Goldfarb and Eilperin

What are your goals for the Post’s newly expanded climate team? 

Zachary Goldfarb: The Post created a climate team about five years ago, with Juliet as one of its lead members. The team became known for some incredible work, such as the Pulitzer Prize–winning “2°C” series and an investigation on global emissions called “Invisible.” We’ve since tried to build on the success of those projects and weave that kind of serious scientific reporting into our standard daily coverage. Now we’re thinking about every imaginable way of reaching readers with climate journalism that’s as serious and as credible as anything the Post has ever done, but often with new, more accessible and visual formats.

Since the expansion in 2022—which included a lot of new resources and hiring—the climate team has grown to a department of more than thirty people, including full-time climate reporters, graphics reporters, and editors. But there’s definitely a bigger picture to the Post’s climate strategy, which involves journalists throughout the newsroom. We might be helping to shape that strategy in this department, but change is also happening organically elsewhere in the newsroom.

Our leadership talks a lot about the paper’s global ambitions and our goal to become the world’s essential English-language news organization. There’s no subject more global than climate, so we also want the Post to be the world’s number one destination for climate coverage. Climate change is a big story, about business, technology, science, and politics. And it’s not all bad news; it’s also a story about solutions. Our goal is to publish information that will empower people to both understand the issues and take action.

Juliet Eilperin: For a long time, climate change was siloed away from traditional newsroom beats. But it touches people’s lives in so many clear ways now, and there’s more interest in it than ever from audiences. I think we’re hoping to reach the broadest audience possible, and not just the policy wonks, who have hung on the Post’s coverage for years, and the activists, who might be the most well-versed in some of these issues. We’re looking to connect with people across the globe who are curious about climate change and want to learn more.
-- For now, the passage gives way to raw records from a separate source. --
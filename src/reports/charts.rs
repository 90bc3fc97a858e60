//! Dashboard chart and card data
//!
//! Projects the record list into the series the dashboard draws: one bar
//! group per record for the financial indicators, one point per record for
//! the deal split, and the four summary cards.

use crate::models::{CabinetRecord, Money};
use crate::services::summary::StatisticsSummary;

/// One bar group of the "Financial indicators" chart
#[derive(Debug, Clone, PartialEq, Eq)]
pub struct FinancialPoint {
    /// Cabinet label shown on the x axis
    pub label: String,
    pub total_revenue: Money,
    pub balance: Money,
    pub daily_revenue: Money,
}

/// One x position of the "Deal distribution" chart
#[derive(Debug, Clone, PartialEq, Eq)]
pub struct DealsPoint {
    pub label: String,
    pub before_midnight: u32,
    pub after_midnight: u32,
}

/// Financial series, one point per record in store order
pub fn financial_series(records: &[CabinetRecord]) -> Vec<FinancialPoint> {
    records
        .iter()
        .map(|r| FinancialPoint {
            label: r.cabinet_label.clone(),
            total_revenue: r.total_revenue,
            balance: r.balance,
            daily_revenue: r.daily_revenue,
        })
        .collect()
}

/// Deal series, one point per record in store order
pub fn deals_series(records: &[CabinetRecord]) -> Vec<DealsPoint> {
    records
        .iter()
        .map(|r| DealsPoint {
            label: r.cabinet_label.clone(),
            before_midnight: r.deals_before_midnight,
            after_midnight: r.deals_after_midnight,
        })
        .collect()
}

/// Largest amount across the financial series; sets the bar chart scale
pub fn financial_max(series: &[FinancialPoint]) -> Money {
    series
        .iter()
        .flat_map(|p| [p.total_revenue, p.balance, p.daily_revenue])
        .max()
        .unwrap_or_default()
        .max(Money::zero())
}

/// Largest deal count across the deal series
pub fn deals_max(series: &[DealsPoint]) -> u32 {
    series
        .iter()
        .map(|p| p.before_midnight.max(p.after_midnight))
        .max()
        .unwrap_or(0)
}

/// A headline figure on the dashboard
#[derive(Debug, Clone, PartialEq, Eq)]
pub struct SummaryCard {
    pub title: &'static str,
    pub value: String,
    pub caption: String,
}

/// The four dashboard cards for `summary`
pub fn summary_cards(
    summary: &StatisticsSummary,
    currency: &str,
    cutoff_label: &str,
) -> Vec<SummaryCard> {
    vec![
        SummaryCard {
            title: "Total revenue",
            value: summary.total_revenue.format_with_symbol(currency),
            caption: format!("across {} cabinets", summary.record_count),
        },
        SummaryCard {
            title: "Average daily revenue",
            value: summary.average_daily_revenue.format_with_symbol(currency),
            caption: "per cabinet".to_string(),
        },
        SummaryCard {
            title: "Total balance",
            value: summary.total_balance.format_with_symbol(currency),
            caption: "current balance".to_string(),
        },
        SummaryCard {
            title: "Total deals",
            value: summary.total_deals.to_string(),
            caption: format!("before and after {}", cutoff_label),
        },
    ]
}
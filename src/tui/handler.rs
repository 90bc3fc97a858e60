//! Event handler for the TUI
//!
//! Routes keyboard events to the open dialog or the active tab.

use anyhow::Result;
use crossterm::event::{KeyCode, KeyEvent, KeyEventKind, KeyModifiers};

use super::app::{ActiveDialog, ActiveTab, App};
use super::dialogs;
use super::event::Event;

/// Handle an incoming event
pub fn handle_event(app: &mut App, event: Event) -> Result<()> {
    match event {
        Event::Key(key) => handle_key_event(app, key),
        Event::Tick => {
            app.notifications.remove_expired();
            Ok(())
        }
        Event::Mouse(_) | Event::Resize(_, _) => Ok(()),
    }
}

/// Handle a key event
fn handle_key_event(app: &mut App, key: KeyEvent) -> Result<()> {
    if key.kind != KeyEventKind::Press {
        return Ok(());
    }

    if key.modifiers.contains(KeyModifiers::CONTROL) && key.code == KeyCode::Char('c') {
        app.quit();
        return Ok(());
    }

    if app.has_dialog() {
        handle_dialog_key(app, key);
        return Ok(());
    }

    handle_normal_key(app, key);
    Ok(())
}

/// Handle keys when a dialog is open
fn handle_dialog_key(app: &mut App, key: KeyEvent) {
    match app.active_dialog {
        ActiveDialog::Help => app.close_dialog(),
        ActiveDialog::AddRecord | ActiveDialog::EditRecord(_) => {
            dialogs::record_form::handle_key(app, key);
        }
        ActiveDialog::ConfirmDelete(id) => {
            dialogs::confirm::handle_key(app, id, key);
        }
        ActiveDialog::None => {}
    }
}

/// Handle keys with no dialog open
fn handle_normal_key(app: &mut App, key: KeyEvent) {
    match key.code {
        KeyCode::Char('q') | KeyCode::Char('Q') => app.quit(),
        KeyCode::Char('?') => app.open_dialog(ActiveDialog::Help),
        KeyCode::Tab => app.switch_tab(app.active_tab.next()),
        KeyCode::BackTab => app.switch_tab(app.active_tab.prev()),
        KeyCode::Char('1') => app.switch_tab(ActiveTab::Dashboard),
        KeyCode::Char('2') => app.switch_tab(ActiveTab::Cabinets),
        KeyCode::Char('3') => app.switch_tab(ActiveTab::Statistics),
        KeyCode::Char('a') | KeyCode::Char('n') => app.open_dialog(ActiveDialog::AddRecord),
        KeyCode::Char('x') => app.export(),
        _ => match app.active_tab {
            ActiveTab::Dashboard => {}
            ActiveTab::Cabinets => handle_cabinets_key(app, key),
            ActiveTab::Statistics => handle_statistics_key(app, key),
        },
    }
}

fn handle_cabinets_key(app: &mut App, key: KeyEvent) {
    match key.code {
        KeyCode::Char('j') | KeyCode::Down => app.move_down(),
        KeyCode::Char('k') | KeyCode::Up => app.move_up(),
        KeyCode::Char('g') | KeyCode::Home => {
            let first = (!app.store.is_empty()).then_some(0);
            app.table_state.select(first);
        }
        KeyCode::Char('G') | KeyCode::End => {
            let last = app.store.len().checked_sub(1);
            app.table_state.select(last);
        }
        KeyCode::Char('e') | KeyCode::Enter => {
            if let Some(id) = app.selected_record().map(|r| r.id) {
                app.open_dialog(ActiveDialog::EditRecord(id));
            }
        }
        KeyCode::Char('d') | KeyCode::Delete => app.request_delete(),
        _ => {}
    }
}

fn handle_statistics_key(app: &mut App, key: KeyEvent) {
    match key.code {
        KeyCode::Char('j') | KeyCode::Down => {
            let last = app.store.len().saturating_sub(1);
            app.stats_offset = (app.stats_offset + 2).min(last);
        }
        KeyCode::Char('k') | KeyCode::Up => {
            app.stats_offset = app.stats_offset.saturating_sub(2);
        }
        _ => {}
    }
}
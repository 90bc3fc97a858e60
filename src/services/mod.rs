//! Service layer for cabinet-stats
//!
//! The service layer holds the domain logic on top of the record store:
//! revenue reconciliation, aggregation, batch intake and the audited record
//! operations.

pub mod cabinet;
pub mod import;
pub mod reconciliation;
pub mod summary;

pub use cabinet::CabinetService;
pub use reconciliation::{compute_daily_revenue, compute_daily_revenue_with, BaselineStrategy};
pub use summary::{summarize, StatisticsSummary};
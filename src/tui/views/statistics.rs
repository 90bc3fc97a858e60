//! Statistics view
//!
//! One detail card per record, two columns, scrolled with j/k.

use ratatui::{
    layout::{Alignment, Constraint, Direction, Layout, Rect},
    style::{Color, Modifier, Style},
    text::{Line, Span},
    widgets::{Block, Borders, Paragraph},
    Frame,
};

use crate::display::{format_date, format_signed};
use crate::models::CabinetRecord;
use crate::tui::app::App;

const CARD_HEIGHT: u16 = 8;
const COLUMNS: usize = 2;

/// Render the statistics tab
pub fn render(frame: &mut Frame, app: &App, area: Rect) {
    let records = app.records();
    if records.is_empty() {
        let text = Paragraph::new("No cabinets yet. Press 'a' to add one.")
            .style(Style::default().fg(Color::DarkGray))
            .alignment(Alignment::Center)
            .block(Block::default().title(" Statistics ").borders(Borders::ALL));
        frame.render_widget(text, area);
        return;
    }

    let visible_rows = (area.height / CARD_HEIGHT).max(1) as usize;
    let first_row = app.stats_offset / COLUMNS;
    let rows = Layout::default()
        .direction(Direction::Vertical)
        .constraints(vec![Constraint::Length(CARD_HEIGHT); visible_rows])
        .split(area);

    for (row_index, row_area) in rows.iter().enumerate() {
        let columns = Layout::default()
            .direction(Direction::Horizontal)
            .constraints([Constraint::Ratio(1, COLUMNS as u32); COLUMNS])
            .split(*row_area);
        for (col_index, card_area) in columns.iter().enumerate() {
            let index = (first_row + row_index) * COLUMNS + col_index;
            if let Some(record) = records.get(index) {
                render_card(frame, app, record, *card_area);
            }
        }
    }
}

fn render_card(frame: &mut Frame, app: &App, record: &CabinetRecord, area: Rect) {
    let currency = app.settings.currency_symbol.as_str();
    let cutoff = &app.settings.cutoff_label;
    let label = Style::default().fg(Color::DarkGray);
    let daily_color = if record.daily_revenue.is_negative() {
        Color::Red
    } else {
        Color::Green
    };

    let block = Block::default()
        .title(format!(" {} ", record.cabinet_label))
        .title_style(
            Style::default()
                .fg(Color::Cyan)
                .add_modifier(Modifier::BOLD),
        )
        .title_bottom(format!(" {} ", format_date(record.date, &app.settings.date_format)))
        .borders(Borders::ALL);

    let lines = vec![
        Line::from(Span::styled(
            record.full_name(),
            Style::default().add_modifier(Modifier::BOLD),
        )),
        Line::from(vec![
            Span::styled("Total revenue:  ", label),
            Span::raw(record.total_revenue.format_with_symbol(currency)),
        ]),
        Line::from(vec![
            Span::styled("Daily revenue:  ", label),
            Span::styled(
                format_signed(record.daily_revenue, currency),
                Style::default().fg(daily_color),
            ),
        ]),
        Line::from(vec![
            Span::styled("Balance:        ", label),
            Span::raw(record.balance.format_with_symbol(currency)),
        ]),
        Line::from(vec![
            Span::styled(format!("Deals before {}: ", cutoff), label),
            Span::raw(record.deals_before_midnight.to_string()),
            Span::styled("  after: ", label),
            Span::raw(record.deals_after_midnight.to_string()),
        ]),
    ];

    frame.render_widget(Paragraph::new(lines).block(block), area);
}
Goldfarb: Since we kicked into high gear, reader response has really exceeded our expectations; the climate section is often among the most read on the site.

 

Climate change is a massive and complicated story. Given the global outlook you’re describing, what are you doing to set priorities and make the story manageable for your team?

Goldfarb: We’ve broken the climate story into a few pillars: We have a “politics, policy, and power” team covering global negotiations and efforts to address climate change; a “science and impact” team that follows the leading edge of scientific developments and evolving effects of climate change; a “visual storytelling” team; an “extreme weather” team; and a “climate solutions and innovations” team. We also recently launched our Climate Coach column, which we’ll use to cover how the climate story relates to people’s everyday considerations: how they do their laundry, what they’re eating, what car they’re driving, and more.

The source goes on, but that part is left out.